= Beginning of Section =

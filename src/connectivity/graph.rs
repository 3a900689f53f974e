//! Chamber adjacency graph

use std::collections::{BTreeMap, BTreeSet, VecDeque};

use crate::features::{FeatureId, FeatureRegistry};

/// Main chambers as nodes; passages joining two main chambers as edges.
///
/// Derived from the registry on demand and never persisted.
#[derive(Clone, Debug, Default, PartialEq, Eq)]
pub struct ConnectivityGraph {
    adjacency: BTreeMap<FeatureId, BTreeSet<FeatureId>>,
}

impl ConnectivityGraph {
    pub fn build(registry: &FeatureRegistry) -> Self {
        let mut graph = Self::default();
        for chamber in registry.main_chambers() {
            graph.adjacency.entry(chamber.id).or_default();
        }
        for passage in registry.passages() {
            if let (Some(a), Some(b)) = (passage.from, passage.to) {
                if graph.contains(a) && graph.contains(b) {
                    graph.add_edge(a, b);
                }
            }
        }
        graph
    }

    pub fn contains(&self, node: FeatureId) -> bool {
        self.adjacency.contains_key(&node)
    }

    /// Add an undirected edge. Self-loops and unknown nodes are ignored.
    pub fn add_edge(&mut self, a: FeatureId, b: FeatureId) {
        if a == b || !self.contains(a) || !self.contains(b) {
            return;
        }
        self.adjacency.entry(a).or_default().insert(b);
        self.adjacency.entry(b).or_default().insert(a);
    }

    pub fn node_count(&self) -> usize {
        self.adjacency.len()
    }

    pub fn edge_count(&self) -> usize {
        self.adjacency.values().map(|n| n.len()).sum::<usize>() / 2
    }

    pub fn neighbors(&self, node: FeatureId) -> impl Iterator<Item = FeatureId> + '_ {
        self.adjacency.get(&node).into_iter().flatten().copied()
    }

    /// Connected components by flood fill, seeded from unvisited nodes in
    /// ascending ID order. Components come back in discovery order with
    /// their members sorted.
    pub fn components(&self) -> Vec<Vec<FeatureId>> {
        let mut visited = BTreeSet::new();
        let mut components = Vec::new();
        for &start in self.adjacency.keys() {
            if !visited.insert(start) {
                continue;
            }
            let mut members = vec![start];
            let mut queue = VecDeque::from([start]);
            while let Some(node) = queue.pop_front() {
                for next in self.neighbors(node) {
                    if visited.insert(next) {
                        members.push(next);
                        queue.push_back(next);
                    }
                }
            }
            members.sort();
            components.push(members);
        }
        components
    }
}
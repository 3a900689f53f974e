//! Dense voxel grid for one generation run

use glam::{IVec3, UVec3, Vec3};

use crate::core::error::GenerationError;
use crate::core::types::Result;
use crate::math::Aabb;
use crate::voxel::material::Material;

const NEIGHBORS: [IVec3; 6] = [
    IVec3::X, IVec3::NEG_X,
    IVec3::Y, IVec3::NEG_Y,
    IVec3::Z, IVec3::NEG_Z,
];

/// Material and occupancy per cell, x-fastest then y then z.
///
/// Cell (0, 0, 0) has its minimum corner at `origin`; its center sits half a
/// voxel inside. Every cell starts as rock.
#[derive(Clone, Debug)]
pub struct SpatialBuffer {
    origin: Vec3,
    resolution: f32,
    dims: UVec3,
    materials: Vec<Material>,
    occupancy: Vec<f32>,
}

impl SpatialBuffer {
    /// Allocate a grid, refusing anything above `ceiling` cells.
    pub fn new(origin: Vec3, resolution: f32, dims: UVec3, ceiling: u64) -> Result<Self> {
        let requested = dims.x as u64 * dims.y as u64 * dims.z as u64;
        if requested > ceiling {
            return Err(GenerationError::BufferAllocation { requested, ceiling });
        }
        let len = requested as usize;
        Ok(Self {
            origin,
            resolution,
            dims,
            materials: vec![Material::Rock; len],
            occupancy: vec![1.0; len],
        })
    }

    /// Grid covering `region` at `resolution` (partial cells rounded up).
    pub fn for_region(region: &Aabb, resolution: f32, ceiling: u64) -> Result<Self> {
        Self::new(region.min, resolution, Self::dims_for(region, resolution), ceiling)
    }

    /// Cell counts for a region: `ceil(size / resolution)` per axis, at least 1.
    pub fn dims_for(region: &Aabb, resolution: f32) -> UVec3 {
        let cells = (region.size() / resolution).ceil().max(Vec3::ONE);
        cells.as_uvec3()
    }

    pub fn origin(&self) -> Vec3 {
        self.origin
    }

    pub fn resolution(&self) -> f32 {
        self.resolution
    }

    pub fn dims(&self) -> UVec3 {
        self.dims
    }

    pub fn len(&self) -> usize {
        self.materials.len()
    }

    pub fn is_empty(&self) -> bool {
        self.materials.is_empty()
    }

    /// World bounds of the full grid
    pub fn bounds(&self) -> Aabb {
        Aabb::new(self.origin, self.origin + self.dims.as_vec3() * self.resolution)
    }

    /// Approximate heap footprint in bytes
    pub fn memory_bytes(&self) -> u64 {
        (self.len() * (std::mem::size_of::<Material>() + std::mem::size_of::<f32>())) as u64
    }

    #[inline]
    pub fn index(&self, cell: UVec3) -> usize {
        (cell.x + self.dims.x * (cell.y + self.dims.y * cell.z)) as usize
    }

    #[inline]
    pub fn in_bounds(&self, cell: IVec3) -> bool {
        cell.cmpge(IVec3::ZERO).all() && cell.cmplt(self.dims.as_ivec3()).all()
    }

    /// World-space center of a cell
    #[inline]
    pub fn cell_center(&self, cell: UVec3) -> Vec3 {
        self.origin + (cell.as_vec3() + Vec3::splat(0.5)) * self.resolution
    }

    /// Cell containing a world point, if inside the grid
    pub fn cell_of(&self, p: Vec3) -> Option<UVec3> {
        let c = ((p - self.origin) / self.resolution).floor().as_ivec3();
        self.in_bounds(c).then(|| c.as_uvec3())
    }

    /// Half-open cell range `[min, max)` whose centers may fall inside `aabb`
    pub fn cell_range(&self, aabb: &Aabb) -> Option<(UVec3, UVec3)> {
        let lo = ((aabb.min - self.origin) / self.resolution - Vec3::splat(0.5)).ceil().as_ivec3();
        let hi = ((aabb.max - self.origin) / self.resolution - Vec3::splat(0.5)).floor().as_ivec3()
            + IVec3::ONE;
        let lo = lo.max(IVec3::ZERO);
        let hi = hi.min(self.dims.as_ivec3());
        if lo.cmplt(hi).all() {
            Some((lo.as_uvec3(), hi.as_uvec3()))
        } else {
            None
        }
    }

    pub fn material(&self, cell: UVec3) -> Material {
        self.materials[self.index(cell)]
    }

    pub fn occupancy(&self, cell: UVec3) -> f32 {
        self.occupancy[self.index(cell)]
    }

    pub fn materials(&self) -> &[Material] {
        &self.materials
    }

    pub fn occupancies(&self) -> &[f32] {
        &self.occupancy
    }

    /// Set a cell's material; occupancy follows the material.
    pub fn set(&mut self, cell: UVec3, material: Material) {
        let i = self.index(cell);
        self.materials[i] = material;
        self.occupancy[i] = material.occupancy();
    }

    pub fn is_open(&self, cell: UVec3) -> bool {
        self.materials[self.index(cell)].is_open()
    }

    pub fn open_count(&self) -> u64 {
        self.materials.iter().filter(|m| m.is_open()).count() as u64
    }

    /// Open 6-neighbors of a cell (grid edges count as solid)
    pub fn open_neighbors(&self, cell: UVec3) -> u32 {
        let c = cell.as_ivec3();
        NEIGHBORS
            .iter()
            .map(|n| c + *n)
            .filter(|n| self.in_bounds(*n) && self.is_open(n.as_uvec3()))
            .count() as u32
    }

    /// Copy a window of the grid. Cells outside the grid read as rock.
    pub fn extract(&self, min_cell: IVec3, dims: UVec3) -> (Vec<Material>, Vec<f32>) {
        let len = (dims.x * dims.y * dims.z) as usize;
        let mut materials = Vec::with_capacity(len);
        let mut occupancy = Vec::with_capacity(len);
        for z in 0..dims.z as i32 {
            for y in 0..dims.y as i32 {
                for x in 0..dims.x as i32 {
                    let c = min_cell + IVec3::new(x, y, z);
                    if self.in_bounds(c) {
                        let i = self.index(c.as_uvec3());
                        materials.push(self.materials[i]);
                        occupancy.push(self.occupancy[i]);
                    } else {
                        materials.push(Material::Rock);
                        occupancy.push(1.0);
                    }
                }
            }
        }
        (materials, occupancy)
    }

    /// Refill open cells with no open 6-neighbor. Returns the number refilled.
    ///
    /// A cell with no open neighbor cannot be the only neighbor of another
    /// open cell, so one pass leaves nothing isolated.
    pub fn remove_isolated(&mut self) -> u64 {
        let mut isolated = Vec::new();
        for z in 0..self.dims.z {
            for y in 0..self.dims.y {
                for x in 0..self.dims.x {
                    let cell = UVec3::new(x, y, z);
                    if self.is_open(cell) && self.open_neighbors(cell) == 0 {
                        isolated.push(cell);
                    }
                }
            }
        }
        for cell in &isolated {
            self.set(*cell, Material::Rock);
        }
        isolated.len() as u64
    }

    /// Replace open cells whose center lies below `level` with `fluid`.
    /// Returns the number of cells changed.
    pub fn flood_below(&mut self, level: f32, fluid: Material) -> u64 {
        let mut changed = 0;
        for z in 0..self.dims.z {
            for y in 0..self.dims.y {
                let cy = self.origin.y + (y as f32 + 0.5) * self.resolution;
                if cy >= level {
                    continue;
                }
                for x in 0..self.dims.x {
                    let cell = UVec3::new(x, y, z);
                    let i = self.index(cell);
                    if self.materials[i].is_open() && self.materials[i] != fluid {
                        self.set(cell, fluid);
                        changed += 1;
                    }
                }
            }
        }
        changed
    }
}

#[cfg(test)]
mod tests {
    use super::*;

    fn buffer(dims: UVec3) -> SpatialBuffer {
        SpatialBuffer::new(Vec3::ZERO, 1.0, dims, u64::MAX).unwrap()
    }

    #[test]
    fn test_new_is_solid() {
        let b = buffer(UVec3::new(4, 3, 2));
        assert_eq!(b.len(), 24);
        assert_eq!(b.open_count(), 0);
        assert!(b.occupancies().iter().all(|o| *o == 1.0));
    }

    #[test]
    fn test_allocation_ceiling() {
        let err = SpatialBuffer::new(Vec3::ZERO, 1.0, UVec3::splat(100), 1000).unwrap_err();
        assert_eq!(err, GenerationError::BufferAllocation { requested: 1_000_000, ceiling: 1000 });
    }

    #[test]
    fn test_dims_for_rounds_up() {
        let region = Aabb::from_center_size(Vec3::ZERO, Vec3::new(64.0, 30.0, 1.0));
        assert_eq!(SpatialBuffer::dims_for(&region, 4.0), UVec3::new(16, 8, 1));
    }

    #[test]
    fn test_cell_mapping() {
        let b = SpatialBuffer::new(Vec3::new(-8.0, 0.0, 0.0), 2.0, UVec3::splat(8), u64::MAX).unwrap();
        assert_eq!(b.cell_center(UVec3::ZERO), Vec3::new(-7.0, 1.0, 1.0));
        assert_eq!(b.cell_of(Vec3::new(-7.5, 0.1, 3.9)), Some(UVec3::new(0, 0, 1)));
        assert_eq!(b.cell_of(Vec3::new(100.0, 0.0, 0.0)), None);
    }

    #[test]
    fn test_cell_range() {
        let b = buffer(UVec3::splat(10));
        let (lo, hi) = b.cell_range(&Aabb::new(Vec3::splat(2.0), Vec3::splat(4.6))).unwrap();
        assert_eq!(lo, UVec3::splat(2));
        assert_eq!(hi, UVec3::splat(5));
        assert!(b.cell_range(&Aabb::new(Vec3::splat(20.0), Vec3::splat(30.0))).is_none());
    }

    #[test]
    fn test_set_tracks_occupancy() {
        let mut b = buffer(UVec3::splat(3));
        let c = UVec3::new(1, 1, 1);
        b.set(c, Material::Air);
        assert!(b.is_open(c));
        assert_eq!(b.occupancy(c), 0.0);
        b.set(c, Material::Rubble);
        assert_eq!(b.occupancy(c), 1.0);
    }

    #[test]
    fn test_remove_isolated() {
        let mut b = buffer(UVec3::splat(5));
        b.set(UVec3::new(0, 0, 0), Material::Air);
        b.set(UVec3::new(3, 3, 3), Material::Air);
        b.set(UVec3::new(3, 3, 4), Material::Air);
        assert_eq!(b.remove_isolated(), 1);
        assert!(!b.is_open(UVec3::ZERO));
        assert!(b.is_open(UVec3::new(3, 3, 3)));
        assert_eq!(b.open_count(), 2);
    }

    #[test]
    fn test_extract_pads_with_rock() {
        let mut b = buffer(UVec3::splat(2));
        b.set(UVec3::new(1, 1, 1), Material::Air);
        let (materials, occupancy) = b.extract(IVec3::new(1, 1, 1), UVec3::splat(2));
        assert_eq!(materials.len(), 8);
        assert_eq!(materials[0], Material::Air);
        assert_eq!(occupancy[0], 0.0);
        assert!(materials[1..].iter().all(|m| *m == Material::Rock));
    }

    #[test]
    fn test_flood_below() {
        let mut b = buffer(UVec3::new(1, 4, 1));
        for y in 0..4 {
            b.set(UVec3::new(0, y, 0), Material::Air);
        }
        assert_eq!(b.flood_below(2.0, Material::Water), 2);
        assert_eq!(b.material(UVec3::new(0, 1, 0)), Material::Water);
        assert_eq!(b.material(UVec3::new(0, 2, 0)), Material::Air);
        assert_eq!(b.open_count(), 4);
    }
}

= End of Section =

(Try it)
Reproduce exactly the stretch of the material above that starts at the line with "self.materials.iter().filter(|m| m.is_open()).count() as" and ends at the line with "let c = min_cell", both included, and nothing else.

(Completed exercise)
        self.materials.iter().filter(|m| m.is_open()).count() as u64
    }

    /// Open 6-neighbors of a cell (grid edges count as solid)
    pub fn open_neighbors(&self, cell: UVec3) -> u32 {
        let c = cell.as_ivec3();
        NEIGHBORS
            .iter()
            .map(|n| c + *n)
            .filter(|n| self.in_bounds(*n) && self.is_open(n.as_uvec3()))
            .count() as u32
    }

    /// Copy a window of the grid. Cells outside the grid read as rock.
    pub fn extract(&self, min_cell: IVec3, dims: UVec3) -> (Vec<Material>, Vec<f32>) {
        let len = (dims.x * dims.y * dims.z) as usize;
        let mut materials = Vec::with_capacity(len);
        let mut occupancy = Vec::with_capacity(len);
        for z in 0..dims.z as i32 {
            for y in 0..dims.y as i32 {
                for x in 0..dims.x as i32 {
                    let c = min_cell + IVec3::new(x, y, z);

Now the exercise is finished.